* [Material for the task]
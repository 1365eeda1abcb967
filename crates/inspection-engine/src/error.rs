use crate::config::ConfigError;
use crate::telemetry::TelemetryError;
use crate::workflows::readings::{PolicyError, SaveError, StoreError};
use axum::http::StatusCode;
use axum::response::{IntoResponse, Response};
use axum::Json;
use serde_json::json;
use std::fmt;

/// Failures surfaced by the inspection service, from startup through a readings run.
#[derive(Debug)]
pub enum AppError {
    Config(ConfigError),
    Telemetry(TelemetryError),
    Io(std::io::Error),
    Server(axum::Error),
    Policy(PolicyError),
    Readings(SaveError),
}

impl AppError {
    pub fn status_code(&self) -> StatusCode {
        match self {
            AppError::Policy(_) => StatusCode::UNPROCESSABLE_ENTITY,
            AppError::Readings(err) => readings_status(err),
            AppError::Config(_)
            | AppError::Telemetry(_)
            | AppError::Io(_)
            | AppError::Server(_) => StatusCode::INTERNAL_SERVER_ERROR,
        }
    }
}

fn readings_status(error: &SaveError) -> StatusCode {
    match error {
        SaveError::Validation(_) | SaveError::Deficiency(_) => StatusCode::UNPROCESSABLE_ENTITY,
        SaveError::UnsafeOperation(_) | SaveError::Cancelled | SaveError::AlreadySaving(_) => {
            StatusCode::CONFLICT
        }
        SaveError::Store(StoreError::NotFound) => StatusCode::NOT_FOUND,
        SaveError::Stage { .. } | SaveError::Store(_) => StatusCode::BAD_GATEWAY,
    }
}

impl fmt::Display for AppError {
    fn fmt(&self, f: &mut fmt::Formatter<'_>) -> fmt::Result {
        match self {
            AppError::Config(err) => write!(f, "configuration error: {}", err),
            AppError::Telemetry(err) => write!(f, "telemetry error: {}", err),
            AppError::Io(err) => write!(f, "io error: {}", err),
            AppError::Server(err) => write!(f, "server error: {}", err),
            AppError::Policy(err) => write!(f, "policy table error: {}", err),
            AppError::Readings(err) => write!(f, "{}", err),
        }
    }
}

impl std::error::Error for AppError {
    fn source(&self) -> Option<&(dyn std::error::Error + 'static)> {
        match self {
            AppError::Config(err) => Some(err),
            AppError::Telemetry(err) => Some(err),
            AppError::Io(err) => Some(err),
            AppError::Server(err) => Some(err),
            AppError::Policy(err) => Some(err),
            AppError::Readings(err) => Some(err),
        }
    }
}

impl IntoResponse for AppError {
    fn into_response(self) -> Response {
        let status = self.status_code();
        let stage = match &self {
            AppError::Readings(err) => err.failed_stage().map(|stage| stage.label()),
            _ => None,
        };

        let body = Json(json!({ "error": self.to_string(), "stage": stage }));
        (status, body).into_response()
    }
}

impl From<ConfigError> for AppError {
    fn from(value: ConfigError) -> Self {
        Self::Config(value)
    }
}

impl From<TelemetryError> for AppError {
    fn from(value: TelemetryError) -> Self {
        Self::Telemetry(value)
    }
}

impl From<std::io::Error> for AppError {
    fn from(value: std::io::Error) -> Self {
        Self::Io(value)
    }
}

impl From<axum::Error> for AppError {
    fn from(value: axum::Error) -> Self {
        Self::Server(value)
    }
}

impl From<PolicyError> for AppError {
    fn from(value: PolicyError) -> Self {
        Self::Policy(value)
    }
}

impl From<SaveError> for AppError {
    fn from(value: SaveError) -> Self {
        Self::Readings(value)
    }
}
/// Persisted state of one unit instance as returned by a reload.
#[derive(Debug, Clone, PartialEq, Serialize, Deserialize)]
pub struct UnitSnapshot {
    pub header: HeaderRecord,
    pub rows: Vec<Reading>,
    pub reconciliation: Option<ReconciliationRecord>,
}

#[derive(Debug, thiserror::Error)]
pub enum SaveError {
    #[error(transparent)]
    Validation(#[from] ValidationError),
    #[error(transparent)]
    UnsafeOperation(#[from] RowCountError),
    #[error("save cancelled by operator")]
    Cancelled,
    #[error("a save is already in progress for unit {0}")]
    AlreadySaving(UnitKey),
    #[error("{stage} failed: {source}")]
    Stage {
        stage: SaveStage,
        #[source]
        source: StoreError,
    },
    #[error(transparent)]
    Deficiency(#[from] DeficiencyError),
    #[error(transparent)]
    Store(#[from] StoreError),
}

impl SaveError {
    /// Stage at which a remote call aborted the pipeline.
    pub fn failed_stage(&self) -> Option<SaveStage> {
        match self {
            SaveError::Stage { stage, .. } => Some(*stage),
            _ => None,
        }
    }
}

/// Errors produced while running a single stage.
#[derive(Debug)]
enum StepError {
    Validation(ValidationError),
    Unsafe(RowCountError),
    Cancelled,
    Deficiency(DeficiencyError),
    Store(StoreError),
}

impl StepError {
    fn into_save_error(self, stage: SaveStage) -> SaveError {
        match self {
            StepError::Validation(err) => SaveError::Validation(err),
            StepError::Unsafe(err) => SaveError::UnsafeOperation(err),
            StepError::Cancelled => SaveError::Cancelled,
            StepError::Deficiency(err) => SaveError::Deficiency(err),
            StepError::Store(source) => SaveError::Stage { stage, source },
        }
    }

    fn reason(&self) -> String {
        match self {
            StepError::Validation(err) => err.to_string(),
            StepError::Unsafe(err) => err.to_string(),
            StepError::Cancelled => "cancelled".to_string(),
            StepError::Deficiency(err) => err.to_string(),
            StepError::Store(err) => err.to_string(),
        }
    }
}

impl From<ValidationError> for StepError {
    fn from(value: ValidationError) -> Self {
        Self::Validation(value)
    }
}

impl From<DeficiencyError> for StepError {
    fn from(value: DeficiencyError) -> Self {
        Self::Deficiency(value)
    }
}

impl From<StoreError> for StepError {
    fn from(value: StoreError) -> Self {
        Self::Store(value)
    }
}

/// Working copy threaded through the stages of one run.
struct RunState<'p> {
    pipeline: Pipeline,
    header: HeaderRecord,
    rows: Vec<Reading>,
    reconciliation: Option<ReconciliationRecord>,
    evaluated_on: Option<NaiveDate>,
    status: Option<StatusDecision>,
    row_plan: Option<RowPlan>,
    prompt: &'p dyn ConfirmationPrompt,
}

/// Units with a run in flight. Entries are removed when the guard drops, on every exit path.
#[derive(Debug, Default)]
struct InFlight {
    units: Mutex<HashSet<UnitKey>>,
}

impl InFlight {
    fn acquire(self: &Arc<Self>, key: &UnitKey) -> Option<InFlightGuard> {
        let mut units = self.units.lock().unwrap_or_else(PoisonError::into_inner);
        if !units.insert(key.clone()) {
            return None;
        }
        Some(InFlightGuard {
            registry: Arc::clone(self),
            key: key.clone(),
        })
    }

    fn contains(&self, key: &UnitKey) -> bool {
        self.units
            .lock()
            .unwrap_or_else(PoisonError::into_inner)
            .contains(key)
    }
}

struct InFlightGuard {
    registry: Arc<InFlight>,
    key: UnitKey,
}

impl Drop for InFlightGuard {
    fn drop(&mut self) {
        self.registry
            .units
            .lock()
            .unwrap_or_else(PoisonError::into_inner)
            .remove(&self.key);
    }
}

/// Service composing the deficiency engine, status aggregator, reconciliation gate, and the
/// remote store into the save and change pipelines.
pub struct ReadingsService<S> {
    store: Arc<S>,
    policy: Arc<PolicyTable>,
    deficiency: DeficiencyEngine,
    status: StatusAggregator,
    gate: ReconciliationGate,
    in_flight: Arc<InFlight>,
}
mod age;

pub use age::age_in_years;

use std::sync::Arc;

use serde::{Deserialize, Serialize};

use super::domain::{EquipmentStatus, HeaderRecord, ReplacementReason};
use super::thresholds::PolicyTable;

/// The rule in the priority chain that settled the status.
#[derive(Debug, Clone, Copy, PartialEq, Eq, Serialize, Deserialize)]
#[serde(rename_all = "snake_case")]
pub enum StatusRule {
    OfflineHeld,
    ReplaceCount,
    AgeReplacement,
    ProactiveWindow,
    FieldSeverity,
}

#[derive(Debug, Clone, Copy, PartialEq, Eq, Serialize, Deserialize)]
pub struct StatusDecision {
    pub status: EquipmentStatus,
    pub rule: StatusRule,
}

/// Short-circuiting priority chain combining device flags into one equipment status.
#[derive(Debug, Clone)]
pub struct StatusAggregator {
    policy: Arc<PolicyTable>,
}

impl StatusAggregator {
    pub fn new(policy: Arc<PolicyTable>) -> Self {
        Self { policy }
    }

    /// Evaluates the chain for `header`, whose counts must already reflect the latest
    /// deficiency pass. `age_years` is `None` when the unit has no date code.
    pub fn compute(&self, header: &HeaderRecord, age_years: Option<u32>) -> StatusDecision {
        if header.status == EquipmentStatus::Offline
            || header.operator_status == Some(EquipmentStatus::Offline)
        {
            return StatusDecision {
                status: EquipmentStatus::Offline,
                rule: StatusRule::OfflineHeld,
            };
        }

        if header.replace_count > 0 {
            return StatusDecision {
                status: EquipmentStatus::CriticalDeficiency,
                rule: StatusRule::ReplaceCount,
            };
        }

        let lifetime = self.policy.lifetime_for(header.chemistry);
        let age_due = matches!((age_years, lifetime), (Some(age), Some(life)) if age >= life);
        if age_due || header.replace_whole_unit == Some(ReplacementReason::Age) {
            return StatusDecision {
                status: EquipmentStatus::ReplacementRecommended,
                rule: StatusRule::AgeReplacement,
            };
        }

        // Exact match only: one year ahead of the nominal lifetime.
        let proactive = matches!(
            (age_years, lifetime.and_then(|life| life.checked_sub(1))),
            (Some(age), Some(window)) if age == window
        );
        if proactive {
            return StatusDecision {
                status: EquipmentStatus::ProactiveReplacement,
                rule: StatusRule::ProactiveWindow,
            };
        }

        StatusDecision {
            status: self.field_severity(header),
            rule: StatusRule::FieldSeverity,
        }
    }

    fn field_severity(&self, header: &HeaderRecord) -> EquipmentStatus {
        let start = header.operator_status.unwrap_or(EquipmentStatus::Online);
        self.policy
            .severity_rules
            .iter()
            .filter(|rule| header.check(rule.field) == rule.bad)
            .fold(start, |status, rule| status.max_severity(rule.severity))
    }
}
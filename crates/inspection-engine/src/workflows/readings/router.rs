use std::sync::Arc;

use axum::{
    extract::{Path, State},
    http::StatusCode,
    response::{IntoResponse, Response},
    routing::{get, post},
    Router,
};
use chrono::NaiveDate;
use serde::Deserialize;

use crate::error::AppError;

use super::domain::{HeaderRecord, Reading, UnitConfiguration, UnitKey};
use super::repository::{InspectionStore, PresetAnswers};
use super::service::{ChangeRequest, ReadingsService, SaveError, SaveRequest};

#[derive(Debug, Deserialize)]
pub(crate) struct RowCountPayload {
    pub(crate) configuration: UnitConfiguration,
    #[serde(default)]
    pub(crate) rows: Vec<Reading>,
    #[serde(default)]
    pub(crate) allow_removal: bool,
}

#[derive(Debug, Deserialize)]
pub(crate) struct ClassifyPayload {
    pub(crate) header: HeaderRecord,
    pub(crate) rows: Vec<Reading>,
}

#[derive(Debug, Deserialize)]
pub(crate) struct StatusPayload {
    pub(crate) header: HeaderRecord,
    #[serde(default)]
    pub(crate) evaluated_on: Option<NaiveDate>,
}

#[derive(Debug, Deserialize)]
pub(crate) struct SubmitPayload {
    #[serde(flatten)]
    pub(crate) request: SaveRequest,
    #[serde(default)]
    pub(crate) answers: PresetAnswers,
}

#[derive(Debug, Deserialize)]
pub(crate) struct ChangePayload {
    #[serde(flatten)]
    pub(crate) request: ChangeRequest,
    #[serde(default)]
    pub(crate) answers: PresetAnswers,
}

/// Router exposing the engine's UI-facing operations as JSON endpoints.
pub fn readings_router<S>(service: Arc<ReadingsService<S>>) -> Router
where
    S: InspectionStore + 'static,
{
    Router::new()
        .route("/api/v1/readings/row-count", post(row_count_handler::<S>))
        .route("/api/v1/readings/classify", post(classify_handler::<S>))
        .route("/api/v1/readings/status", post(status_handler::<S>))
        .route("/api/v1/readings/submit", post(submit_handler::<S>))
        .route("/api/v1/readings/change", post(change_handler::<S>))
        .route(
            "/api/v1/readings/:job_id/:equip_id/:unit_id",
            get(snapshot_handler::<S>),
        )
        .with_state(service)
}

pub(crate) async fn row_count_handler<S>(
    State(service): State<Arc<ReadingsService<S>>>,
    axum::Json(payload): axum::Json<RowCountPayload>,
) -> Response
where
    S: InspectionStore + 'static,
{
    let plan = service.plan_rows(&payload.configuration, &payload.rows, payload.allow_removal);
    (StatusCode::OK, axum::Json(plan)).into_response()
}

pub(crate) async fn classify_handler<S>(
    State(service): State<Arc<ReadingsService<S>>>,
    axum::Json(payload): axum::Json<ClassifyPayload>,
) -> Response
where
    S: InspectionStore + 'static,
{
    match service
        .classify_reading_set(&payload.header, &payload.rows)
        .await
    {
        Ok(outcome) => (StatusCode::OK, axum::Json(outcome)).into_response(),
        Err(error) => error_response(error),
    }
}

pub(crate) async fn status_handler<S>(
    State(service): State<Arc<ReadingsService<S>>>,
    axum::Json(payload): axum::Json<StatusPayload>,
) -> Response
where
    S: InspectionStore + 'static,
{
    let evaluated_on = payload
        .evaluated_on
        .unwrap_or_else(|| chrono::Local::now().date_naive());
    let decision = service.compute_status(&payload.header, evaluated_on);
    (StatusCode::OK, axum::Json(decision)).into_response()
}

pub(crate) async fn submit_handler<S>(
    State(service): State<Arc<ReadingsService<S>>>,
    axum::Json(payload): axum::Json<SubmitPayload>,
) -> Response
where
    S: InspectionStore + 'static,
{
    match service.submit(payload.request, &payload.answers).await {
        Ok(report) => (StatusCode::OK, axum::Json(report)).into_response(),
        Err(error) => error_response(error),
    }
}

pub(crate) async fn change_handler<S>(
    State(service): State<Arc<ReadingsService<S>>>,
    axum::Json(payload): axum::Json<ChangePayload>,
) -> Response
where
    S: InspectionStore + 'static,
{
    match service.apply_change(payload.request, &payload.answers).await {
        Ok(report) => (StatusCode::OK, axum::Json(report)).into_response(),
        Err(error) => error_response(error),
    }
}

pub(crate) async fn snapshot_handler<S>(
    State(service): State<Arc<ReadingsService<S>>>,
    Path((job_id, equip_id, unit_id)): Path<(String, String, String)>,
) -> Response
where
    S: InspectionStore + 'static,
{
    let key = UnitKey::new(job_id, equip_id, unit_id);
    match service.load(&key).await {
        Ok(snapshot) => (StatusCode::OK, axum::Json(snapshot)).into_response(),
        Err(error) => error_response(error),
    }
}

fn error_response(error: SaveError) -> Response {
    AppError::from(error).into_response()
}
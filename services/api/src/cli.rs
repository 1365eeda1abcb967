use crate::demo::{run_demo, DemoArgs};
use crate::server;
use clap::{Args, Parser, Subcommand};
use inspection_engine::config::PolicyConfig;
use inspection_engine::error::AppError;
use std::path::PathBuf;

#[derive(Parser, Debug)]
#[command(
    name = "Inspection Engine",
    about = "Serve and demonstrate the equipment inspection readings engine",
    version
)]
struct Cli {
    #[command(subcommand)]
    command: Option<Command>,
}

#[derive(Subcommand, Debug)]
enum Command {
    /// Start the HTTP service (default command)
    Serve(ServeArgs),
    /// Walk one battery string through configure, record, and save
    Demo(DemoArgs),
    /// Inspect the threshold and lifetime policy table
    Policy {
        #[command(subcommand)]
        command: PolicyCommand,
    },
}

#[derive(Subcommand, Debug)]
enum PolicyCommand {
    /// Print the effective policy table as JSON
    Show(PolicyArgs),
}

#[derive(Args, Debug, Default)]
pub(crate) struct PolicyArgs {
    /// JSON policy table to use instead of APP_POLICY_TABLE or the built-in table
    #[arg(long)]
    pub(crate) policy_table: Option<PathBuf>,
}

impl PolicyArgs {
    /// Applies the flag over the environment-provided policy settings.
    pub(crate) fn resolve(&self, mut config: PolicyConfig) -> PolicyConfig {
        if let Some(path) = &self.policy_table {
            config.table_path = Some(path.clone());
        }
        config
    }
}

#[derive(Args, Debug, Default)]
pub(crate) struct ServeArgs {
    /// Override the configured host for the HTTP server
    #[arg(long)]
    pub(crate) host: Option<String>,
    /// Override the configured port for the HTTP server
    #[arg(long)]
    pub(crate) port: Option<u16>,
    #[command(flatten)]
    pub(crate) policy: PolicyArgs,
}

pub(crate) async fn run() -> Result<(), AppError> {
    let cli = Cli::parse();
    let command = cli
        .command
        .unwrap_or_else(|| Command::Serve(ServeArgs::default()));

    match command {
        Command::Serve(args) => server::run(args).await,
        Command::Demo(args) => run_demo(args).await,
        Command::Policy {
            command: PolicyCommand::Show(args),
        } => show_policy(args),
    }
}

fn show_policy(args: PolicyArgs) -> Result<(), AppError> {
    let config = inspection_engine::config::AppConfig::load()?;
    let table = args.resolve(config.policy).load_table()?;
    let stdout = std::io::stdout();
    serde_json::to_writer_pretty(stdout.lock(), &table).map_err(std::io::Error::from)?;
    println!();
    Ok(())
}
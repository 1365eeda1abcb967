use std::sync::Arc;

use super::common::*;
use crate::workflows::readings::domain::{
    CheckResult, EquipmentStatus, FieldCheck, HeaderRecord, ReplacementReason,
};
use crate::workflows::readings::status::{StatusAggregator, StatusRule};
use crate::workflows::readings::thresholds::PolicyTable;

fn aggregator() -> StatusAggregator {
    StatusAggregator::new(Arc::new(PolicyTable::standard()))
}

fn failing(fields: &[FieldCheck]) -> HeaderRecord {
    let mut header = vrla_header(4);
    for field in fields {
        header.field_checks.insert(*field, CheckResult::Fail);
    }
    header
}

#[test]
fn offline_is_returned_unchanged() {
    let mut header = failing(&[FieldCheck::ChargingVoltage]);
    header.operator_status = Some(EquipmentStatus::Offline);
    header.replace_count = 3;

    let decision = aggregator().compute(&header, Some(12));

    assert_eq!(decision.status, EquipmentStatus::Offline);
    assert_eq!(decision.rule, StatusRule::OfflineHeld);
}

#[test]
fn replace_count_outranks_age_based_replacement() {
    let mut header = vrla_header(4);
    header.replace_count = 1;
    header.replace_whole_unit = Some(ReplacementReason::Age);

    let decision = aggregator().compute(&header, Some(9));

    assert_eq!(decision.status, EquipmentStatus::CriticalDeficiency);
    assert_eq!(decision.rule, StatusRule::ReplaceCount);
}

#[test]
fn age_at_or_past_lifetime_recommends_replacement() {
    let header = vrla_header(4);

    assert_eq!(
        aggregator().compute(&header, Some(5)).status,
        EquipmentStatus::ReplacementRecommended
    );
    assert_eq!(
        aggregator().compute(&header, Some(7)).status,
        EquipmentStatus::ReplacementRecommended
    );
}

#[test]
fn age_override_recommends_replacement_without_a_date_code() {
    let mut header = vrla_header(4);
    header.replace_whole_unit = Some(ReplacementReason::Age);

    let decision = aggregator().compute(&header, None);

    assert_eq!(decision.status, EquipmentStatus::ReplacementRecommended);
    assert_eq!(decision.rule, StatusRule::AgeReplacement);

    header.replace_whole_unit = Some(ReplacementReason::Damage);
    assert_eq!(
        aggregator().compute(&header, None).status,
        EquipmentStatus::Online
    );
}

#[test]
fn proactive_window_is_exactly_one_year_before_lifetime() {
    let header = vrla_header(4);

    let at_window = aggregator().compute(&header, Some(4));
    let before_window = aggregator().compute(&header, Some(3));

    assert_eq!(at_window.status, EquipmentStatus::ProactiveReplacement);
    assert_eq!(at_window.rule, StatusRule::ProactiveWindow);
    assert_eq!(before_window.status, EquipmentStatus::Online);
    assert_eq!(before_window.rule, StatusRule::FieldSeverity);
}

#[test]
fn proactive_window_short_circuits_field_failures() {
    let header = failing(&[FieldCheck::ChargingVoltage]);

    assert_eq!(
        aggregator().compute(&header, Some(4)).status,
        EquipmentStatus::ProactiveReplacement
    );
}

#[test]
fn field_failures_reduce_to_the_most_severe() {
    assert_eq!(
        aggregator()
            .compute(&failing(&[FieldCheck::RippleCurrent]), Some(1))
            .status,
        EquipmentStatus::OnlineMinorDeficiency
    );
    assert_eq!(
        aggregator()
            .compute(
                &failing(&[FieldCheck::Cleanliness, FieldCheck::TerminalTorque]),
                Some(1)
            )
            .status,
        EquipmentStatus::OnlineMajorDeficiency
    );
    assert_eq!(
        aggregator()
            .compute(&failing(&[FieldCheck::ChargingVoltage]), None)
            .status,
        EquipmentStatus::CriticalDeficiency
    );
}

#[test]
fn field_reduction_never_drops_below_operator_status() {
    let mut header = failing(&[FieldCheck::Cleanliness]);
    header.operator_status = Some(EquipmentStatus::OnlineMajorDeficiency);

    assert_eq!(
        aggregator().compute(&header, Some(1)).status,
        EquipmentStatus::OnlineMajorDeficiency
    );
}

#[test]
fn passing_checks_leave_the_unit_online() {
    let mut header = vrla_header(4);
    header
        .field_checks
        .insert(FieldCheck::ChargingVoltage, CheckResult::Pass);

    assert_eq!(
        aggregator().compute(&header, Some(1)).status,
        EquipmentStatus::Online
    );
}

* [Task item] For every line in the listing above that contains "ReplaceCount", copy that line.

* [Exercise solution]
    ReplaceCount,
                rule: StatusRule::ReplaceCount,
    assert_eq!(decision.rule, StatusRule::ReplaceCount);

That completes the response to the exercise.